OBJECTIVE: To review the main aspects of fetal immune development focusing on the host defenses of extremely preterm infants against bacterial pathogens, and describing the possibilities of immunotherapeutic intervention for the prevention of neonatal nosocomial sepsis. SOURCES OF DATA: Electronic search of MEDLINE database for articles published in the last 15 years. Those with relevant information regarding the target issue were selected. SUMMARY OF THE FINDINGS: Immunity of extremely preterm infants is deficient due to skin fragility, insufficient complement system components, decreased bone marrow neutrophil storage pool, and lower chemotaxis, adherence, deformability, and neutrophil enzyme activities. Further limitations are found at NK cell-mediated cytotoxicity, T cell proliferation and cytokine production, B and T cell cooperation, and antibody synthesis by B lymphocytes.

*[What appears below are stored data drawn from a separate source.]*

//! Tridiagonal linear systems.
//!
//! The natural cubic spline needs one solve per fit for its node curvatures.

use lv_core::Real;

/// Solve `A · x = rhs` for the tridiagonal `A` with sub-diagonal `lower`,
/// diagonal `diag` and super-diagonal `upper` (Thomas algorithm).
///
/// All slices have the system size; `lower[0]` and `upper[n - 1]` are
/// ignored.  No pivoting: `A` must be diagonally dominant, which spline
/// systems are.
pub(crate) fn solve_tridiagonal(
    lower: &[Real],
    diag: &[Real],
    upper: &[Real],
    rhs: &[Real],
) -> Vec<Real> {
    let n = diag.len();
    debug_assert!(
        lower.len() == n && upper.len() == n && rhs.len() == n,
        "tridiagonal bands and rhs must all have length {n}"
    );
    if n == 0 {
        return Vec::new();
    }

    // Forward sweep: eliminate the sub-diagonal, keeping the scaled
    // super-diagonal in `gamma` and the running solution in `x`.
    let mut gamma = vec![0.0; n];
    let mut x = Vec::with_capacity(n);
    let mut pivot = diag[0];
    x.push(rhs[0] / pivot);
    for i in 1..n {
        gamma[i - 1] = upper[i - 1] / pivot;
        pivot = diag[i] - lower[i] * gamma[i - 1];
        x.push((rhs[i] - lower[i] * x[i - 1]) / pivot);
    }

    // Back substitution.
    for i in (0..n - 1).rev() {
        x[i] -= gamma[i] * x[i + 1];
    }
    x
}
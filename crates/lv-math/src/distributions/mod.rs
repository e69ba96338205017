//! Probability distributions.
//!
//! Only the standard normal is needed; its CDF delegates to `statrs`.

pub mod normal;

pub use normal::normal_cdf;
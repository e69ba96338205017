//! Monte Carlo pricing of European options under Dupire local volatility.
//!
//! Terminal prices come from [`PathSimulator`]; the estimate is
//! `DF(T) · mean(payoff(S_T))` with `DF(T) = exp(−r(T)·T)`, and its standard
//! error is `DF(T) · stdev(payoff) / √n_paths`.

use lv_core::{require, ClampStats, Error, McSettings, Price, Real, Result, Size, Time};
use lv_math::IncrementalStatistics;
use lv_methods::PathSimulator;
use lv_termstructures::{LocalVolatilityField, MarketData};

use crate::analytic_european_engine::OptionType;

/// Outcome of one Monte Carlo pricing run.
#[derive(Debug, Clone, Copy, PartialEq)]
pub struct McResult {
    /// Discounted mean payoff.
    pub price: Price,
    /// Standard error of `price`; NaN for a single path.
    pub std_error: Real,
    /// Paths simulated.
    pub n_paths: Size,
    /// Time steps per path.
    pub n_steps: Size,
    /// Local-vol clamps that fired during the run.
    pub clamps: ClampStats,
}

impl McResult {
    /// `price ± z·std_error`.
    pub fn confidence_interval(&self, z: Real) -> (Price, Price) {
        (self.price - z * self.std_error, self.price + z * self.std_error)
    }
}

/// European option pricer under a [`LocalVolatilityField`].
#[derive(Debug, Clone)]
pub struct DupirePricer<'a> {
    market: &'a MarketData,
    field: &'a LocalVolatilityField,
    parallel: bool,
}

impl<'a> DupirePricer<'a> {
    /// Pricer over `market` and a field calibrated to it.
    pub fn new(market: &'a MarketData, field: &'a LocalVolatilityField) -> Self {
        Self {
            market,
            field,
            parallel: false,
        }
    }

    /// Simulate batches on the rayon thread pool.  Prices do not change.
    pub fn with_parallelism(mut self, parallel: bool) -> Self {
        self.parallel = parallel;
        self
    }

    /// Monte Carlo price of a European call.
    pub fn price_european_call(
        &self,
        strike: Real,
        maturity: Time,
        n_paths: Size,
        n_steps: Size,
        seed: u64,
    ) -> Result<Price> {
        let settings = McSettings::new(n_paths, n_steps, seed);
        self.price_european(OptionType::Call, strike, maturity, &settings)
            .map(|r| r.price)
    }

    /// Monte Carlo price of a European option, with its error estimate.
    ///
    /// Runs in parallel if either `settings.parallel` or
    /// [`with_parallelism`](Self::with_parallelism) asks for it.  `clamps`
    /// is the change in the field's counters over the run, so it also
    /// includes clamps from concurrent users of the same field.
    pub fn price_european(
        &self,
        option_type: OptionType,
        strike: Real,
        maturity: Time,
        settings: &McSettings,
    ) -> Result<McResult> {
        require!(
            strike.is_finite() && strike >= 0.0,
            Error::InvalidArgument,
            "strike must be non-negative and finite, got {strike}"
        );
        settings.validate()?;

        let simulator =
            PathSimulator::new(self.market, self.field).with_batch_size(settings.batch_size)?;
        let before = self.field.clamp_stats();
        let terminal = if self.parallel || settings.parallel {
            simulator.simulate_parallel(settings.n_paths, settings.n_steps, maturity, settings.seed)?
        } else {
            simulator.simulate(settings.n_paths, settings.n_steps, maturity, settings.seed)?
        };
        let clamps = self.field.clamp_stats().since(&before);

        let mut payoffs = IncrementalStatistics::new();
        for &s in &terminal {
            payoffs.add(option_type.payoff(s, strike));
        }
        let df = self.market.discount_factor(maturity);
        let result = McResult {
            price: df * payoffs.mean().unwrap_or(0.0),
            std_error: df * payoffs.error_estimate().unwrap_or(Real::NAN),
            n_paths: payoffs.samples(),
            n_steps: settings.n_steps,
            clamps,
        };

        if !clamps.is_clean() {
            tracing::warn!(
                denominator = clamps.denominator,
                local_variance = clamps.local_variance,
                total_variance = clamps.total_variance,
                strike_clamps = clamps.strike,
                strike,
                maturity,
                "local volatility clamps fired during pricing; check the surface for arbitrage"
            );
        }
        tracing::debug!(
            ?option_type,
            strike,
            maturity,
            price = result.price,
            std_error = result.std_error,
            n_paths = result.n_paths,
            "priced European option"
        );
        Ok(result)
    }
}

No definitive benefits of interventions for enhancing the immune function, such as the use of intravenous immunoglobulin or myeloid colony-stimulating factors, have been demonstrated. CONCLUSION: As a consequence of the immaturity of several immune components, extremely preterm infants are highly susceptible to nosocomial infections. The very limited possibilities for intervention in this system require the control of extrinsic factors for the prevention of nosocomial sepsis in these infants.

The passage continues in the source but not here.